2. Solange die Anerkennung (1.) nicht erteilt ist, ist die Frage, ob der Ausschluß schadstoffarmer Kleinwagen von einer (weiterreichenden) anerkennungsabhängigen Steuerbefreiung verfassungswidrig ist, nicht entscheidungserheblich.
Normenkette
KraftStG 1979 a.F. §§ 3b, 3c, 2 Abs. 2 S. 2; GG Art. 100 Abs. 1
Tatbestand
Die Klägerin ist Halterin eines von der Zulassungsbehörde mit Wirkung ab Zulassung - 13. März 1986 - als ,,bedingt schadstoffarm Stufe C" anerkannten Personenkraftwagens mit einem Hubraum von 1 281 ccm. Das - FA - gewährte der Klägerin Kraftfahrzeugsteuerbefreiung gemäß § 3c des Kraftfahrzeugsteuergesetzes - KraftStG - 1979, nämlich für die Zeit bis 12. November 1988 (Bescheid vom 3. April 1986). Den Einspruch der Klägerin, mit dem diese unter Hinweis auf die Ausrüstung des Personenkraftwagens mit geregeltem Katalysator weitergehende Steuerbefreiung gemäß § 3b KraftStG 1979 beantragte, wies das FA zurück. Auch die auf Aufhebung des Bescheides . . . und Verpflichtung zur Anerkennung des Fahrzeugs als ,,schadstoffarm" und Gewährung einer Steuerbefreiung für 94 Monate gerichtete Klage hatte keinen Erfolg.
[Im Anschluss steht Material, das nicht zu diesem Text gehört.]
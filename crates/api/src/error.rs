use academia_core::error::CoreError;
use academia_core::import::ImportError;
use academia_core::store::StoreError;
use academia_core::validation::ValidationError;
use axum::http::StatusCode;
use axum::response::{IntoResponse, Response};
use serde_json::json;

const INTERNAL_MESSAGE: &str = "An internal error occurred";

/// Application-level error type for HTTP handlers.
///
/// Wraps the domain errors of `academia_core` and adds HTTP-specific
/// variants. Implements [`IntoResponse`] to produce the uniform envelope:
///
/// ```text
/// { "status": "error",
///   "error": { "code": <http status>, "id": "<slug>", "message": "...", "row": <n>? } }
/// ```
#[derive(Debug, thiserror::Error)]
pub enum AppError {
    /// A domain-level error from `academia_core`.
    #[error(transparent)]
    Core(#[from] CoreError),

    /// A request input failed a declared check.
    #[error(transparent)]
    Validation(#[from] ValidationError),

    /// An import run did not complete.
    #[error(transparent)]
    Import(#[from] ImportError),

    /// The document store failed outside an import run.
    #[error(transparent)]
    Store(#[from] StoreError),

    /// A bad request with a human-readable message.
    #[error("Bad request: {0}")]
    BadRequest(String),

    /// The uploaded file exceeds the configured limit.
    #[error("Payload too large: {0}")]
    PayloadTooLarge(String),

    /// An internal error with a human-readable message.
    #[error("Internal error: {0}")]
    InternalError(String),
}

/// Convenience type alias for handler return values.
pub type AppResult<T> = Result<T, AppError>;

/// Parts of an error response before serialisation.
struct ErrorBody {
    status: StatusCode,
    id: &'static str,
    message: String,
    row: Option<usize>,
}

impl ErrorBody {
    fn new(status: StatusCode, id: &'static str, message: impl Into<String>) -> Self {
        Self {
            status,
            id,
            message: message.into(),
            row: None,
        }
    }

    fn internal() -> Self {
        Self::new(StatusCode::INTERNAL_SERVER_ERROR, "internal_error", INTERNAL_MESSAGE)
    }
}

impl IntoResponse for AppError {
    fn into_response(self) -> Response {
        let body = match &self {
            // --- CoreError variants ---
            AppError::Core(core) => match core {
                CoreError::NotFound { entity, id } => ErrorBody::new(
                    StatusCode::NOT_FOUND,
                    "not_found",
                    format!("{entity} with id {id} not found"),
                ),
                CoreError::Validation(msg) => {
                    ErrorBody::new(StatusCode::UNPROCESSABLE_ENTITY, "validation_error", msg.clone())
                }
                CoreError::Unauthorized(msg) => {
                    ErrorBody::new(StatusCode::UNAUTHORIZED, "unauthorized", msg.clone())
                }
                CoreError::Forbidden(msg) => {
                    ErrorBody::new(StatusCode::FORBIDDEN, "forbidden", msg.clone())
                }
                CoreError::Internal(msg) => {
                    tracing::error!(error = %msg, "Internal core error");
                    ErrorBody::internal()
                }
            },

            // --- Request validation ---
            AppError::Validation(err) => {
                if matches!(err, ValidationError::Configuration { .. }) {
                    tracing::error!(error = %err, "Misconfigured input check");
                }
                ErrorBody::new(StatusCode::UNPROCESSABLE_ENTITY, err.id(), err.to_string())
            }

            // --- Import runs ---
            AppError::Import(err) => classify_import_error(err),

            AppError::Store(err) => {
                tracing::error!(error = %err, "Document store error");
                ErrorBody::internal()
            }

            // --- HTTP-specific errors ---
            AppError::BadRequest(msg) => {
                ErrorBody::new(StatusCode::BAD_REQUEST, "bad_request", msg.clone())
            }
            AppError::PayloadTooLarge(msg) => {
                ErrorBody::new(StatusCode::PAYLOAD_TOO_LARGE, "payload_too_large", msg.clone())
            }
            AppError::InternalError(msg) => {
                tracing::error!(error = %msg, "Internal error");
                ErrorBody::internal()
            }
        };

        let mut error = json!({
            "code": body.status.as_u16(),
            "id": body.id,
            "message": body.message,
        });
        if let Some(row) = body.row {
            error["row"] = json!(row);
        }

        (body.status, axum::Json(json!({ "status": "error", "error": error }))).into_response()
    }
}

/// Row, parse and reference failures are the uploader's to fix (422);
/// everything else is a server-side failure with a sanitised message.
fn classify_import_error(err: &ImportError) -> ErrorBody {
    match err {
        ImportError::Row { row, .. } => ErrorBody {
            row: Some(*row),
            ..ErrorBody::new(
                StatusCode::UNPROCESSABLE_ENTITY,
                "row_validation_error",
                err.to_string(),
            )
        },
        ImportError::Parse(_) => {
            ErrorBody::new(StatusCode::UNPROCESSABLE_ENTITY, "parse_error", err.to_string())
        }
        ImportError::Reference(_) => {
            ErrorBody::new(StatusCode::UNPROCESSABLE_ENTITY, "reference_error", err.to_string())
        }
        ImportError::Lookup(_)
        | ImportError::Commit(_)
        | ImportError::Io(_)
        | ImportError::Internal(_) => {
            tracing::error!(error = %err, "Import failed");
            ErrorBody::new(
                StatusCode::INTERNAL_SERVER_ERROR,
                "import_error",
                "The import could not be completed",
            )
        }
    }
}
//! Initial passwords for imported accounts.
//!
//! Account rows carry their password seed out of validation unhashed. Once the
//! whole file has passed, the seeds of accounts that do not exist yet are
//! hashed (each distinct seed once) and moved into the row's `set_on_insert`.
//! Accounts that already exist keep their password, so their seeds are
//! dropped without paying for Argon2.

use std::collections::{BTreeSet, HashMap, HashSet};
use std::num::NonZeroUsize;

use serde_json::Value;
use tokio::task::JoinSet;

use super::checks::PASSWORD_FIELD;
use super::kind::ImportKind;
use super::row::RowRecord;
use super::ImportError;
use crate::password::hash_password;
use crate::store::{DocumentStore, Filter};

/// Hash the password seeds of rows whose account is new. Returns the number
/// of hashes computed.
pub async fn seed_passwords(
    store: &dyn DocumentStore,
    kind: ImportKind,
    rows: &mut [RowRecord],
) -> Result<usize, ImportError> {
    let Some(key) = kind.account_key() else {
        return Ok(0);
    };
    let account_id = |row: &RowRecord| row.set.get(key).and_then(Value::as_i64);

    let ids: BTreeSet<i64> = rows
        .iter()
        .filter(|row| row.password_seed.is_some())
        .filter_map(account_id)
        .collect();
    if ids.is_empty() {
        return Ok(0);
    }

    let filter = Filter::new().any_of(key, ids.iter().map(|id| Value::from(*id)).collect());
    let existing: HashSet<i64> = store
        .find(kind.collection(), &filter)
        .await
        .map_err(ImportError::Lookup)?
        .iter()
        .filter_map(|account| account.get(key).and_then(Value::as_i64))
        .collect();

    let is_new = |row: &RowRecord| account_id(row).is_some_and(|id| !existing.contains(&id));
    let pending: BTreeSet<String> = rows
        .iter()
        .filter(|row| is_new(row))
        .filter_map(|row| row.password_seed.clone())
        .collect();
    tracing::debug!(
        kind = %kind,
        accounts = ids.len(),
        existing = existing.len(),
        pending = pending.len(),
        "Seeding passwords"
    );

    let hashes = hash_all(pending).await?;
    for row in rows.iter_mut() {
        let new_account = is_new(&*row);
        let Some(seed) = row.password_seed.take() else {
            continue;
        };
        if let Some(hash) = hashes.get(&seed).filter(|_| new_account) {
            row.set_on_insert
                .insert(PASSWORD_FIELD.to_string(), Value::String(hash.clone()));
        }
    }
    Ok(hashes.len())
}

/// Hash `seeds` on the blocking pool, at most one per available core at a time.
async fn hash_all(seeds: BTreeSet<String>) -> Result<HashMap<String, String>, ImportError> {
    let limit = std::thread::available_parallelism().map_or(1, NonZeroUsize::get);
    let mut seeds = seeds.into_iter();
    let mut tasks = JoinSet::new();
    let mut hashes = HashMap::new();

    loop {
        while tasks.len() < limit {
            let Some(seed) = seeds.next() else {
                break;
            };
            tasks.spawn_blocking(move || {
                let hash = hash_password(&seed);
                (seed, hash)
            });
        }
        let Some(joined) = tasks.join_next().await else {
            break;
        };
        let (seed, hash) =
            joined.map_err(|e| ImportError::Internal(format!("Password task failed: {e}")))?;
        let hash = hash.map_err(|e| ImportError::Internal(format!("Password hashing failed: {e}")))?;
        hashes.insert(seed, hash);
    }
    Ok(hashes)
}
Das Finanzgericht - FG - entschied, soweit die Klägerin meine, im Hinblick auf die Ausrüstung des Personenkraftwagens müsse das Fahrzeug als ,,schadstoffarm" - nicht nur ,,bedingt schadstoffarm Stufe C" - anerkannt werden, könne sie damit im gegenwärtigen Verfahren nicht gehört werden. Maßgebend sei insoweit die - bindende - Feststellung der Zulassungsbehörde (Grundlagenbescheid), die in den der Klägerin ausgehändigten Fahrzeugpapieren eingetragen worden sei. Eine Rechtswidrigkeit der Feststellung könne nur im Verwaltungsrechtsweg geltend gemacht werden. Wegen Fehlens der für die Anwendung von § 3b KraftStG 1979 erforderlichen Anerkennung als ,,schadstoffarm" müßte die Klage auch dann abgewiesen werden, wenn es gegen den Gleichheitssatz verstoßen sollte, daß Personenkraftwagen mit einem Hubraum von weniger als 1 400 ccm, ohne Rücksicht auf ihre tatsächlichen Abgaswerte, von der Steuerbefreiung nach § 3b KraftStG 1979 ausgeschlossen seien.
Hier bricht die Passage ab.